(EXERCISE): All of the data needs to be repeated exactly.

(DATASET EXCERPTS):
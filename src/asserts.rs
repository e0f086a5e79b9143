#[cfg(all(not(test), not(feature = "debug-checks")))]
pub const TIMETABLER_ASSERT_LEVEL_DEFINITION: u8 = TIMETABLER_ASSERT_SIMPLE;

#[cfg(any(test, feature = "debug-checks"))]
pub const TIMETABLER_ASSERT_LEVEL_DEFINITION: u8 = TIMETABLER_ASSERT_EXTREME;

pub const TIMETABLER_ASSERT_SIMPLE: u8 = 1;
pub const TIMETABLER_ASSERT_MODERATE: u8 = 2;
pub const TIMETABLER_ASSERT_EXTREME: u8 = 4;

#[macro_export]
#[doc(hidden)]
macro_rules! timetabler_assert_simple {
    ($($arg:tt)*) => {
        if $crate::asserts::TIMETABLER_ASSERT_LEVEL_DEFINITION >= $crate::asserts::TIMETABLER_ASSERT_SIMPLE {
            assert!($($arg)*);
        }
    };
}

#[macro_export]
#[doc(hidden)]
macro_rules! timetabler_assert_moderate {
    ($($arg:tt)*) => {
        if $crate::asserts::TIMETABLER_ASSERT_LEVEL_DEFINITION >= $crate::asserts::TIMETABLER_ASSERT_MODERATE {
            assert!($($arg)*);
        }
    };
}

(RESULT OF THIS TASK):
filename src/asserts.rs
repository e0f086a5e79b9143
#[cfg(all(not(test), not(feature = "debug-checks")))]
pub const TIMETABLER_ASSERT_LEVEL_DEFINITION: u8 = TIMETABLER_ASSERT_SIMPLE;

#[cfg(any(test, feature = "debug-checks"))]
pub const TIMETABLER_ASSERT_LEVEL_DEFINITION: u8 = TIMETABLER_ASSERT_EXTREME;

pub const TIMETABLER_ASSERT_SIMPLE: u8 = 1;
pub const TIMETABLER_ASSERT_MODERATE: u8 = 2;
pub const TIMETABLER_ASSERT_EXTREME: u8 = 4;

#[macro_export]
#[doc(hidden)]
macro_rules! timetabler_assert_simple {
    ($($arg:tt)*) => {
        if $crate::asserts::TIMETABLER_ASSERT_LEVEL_DEFINITION >= $crate::asserts::TIMETABLER_ASSERT_SIMPLE {
            assert!($($arg)*);
        }
    };
}

#[macro_export]
#[doc(hidden)]
macro_rules! timetabler_assert_moderate {
    ($($arg:tt)*) => {
        if $crate::asserts::TIMETABLER_ASSERT_LEVEL_DEFINITION >= $crate::asserts::TIMETABLER_ASSERT_MODERATE {
            assert!($($arg)*);
        }
    };
}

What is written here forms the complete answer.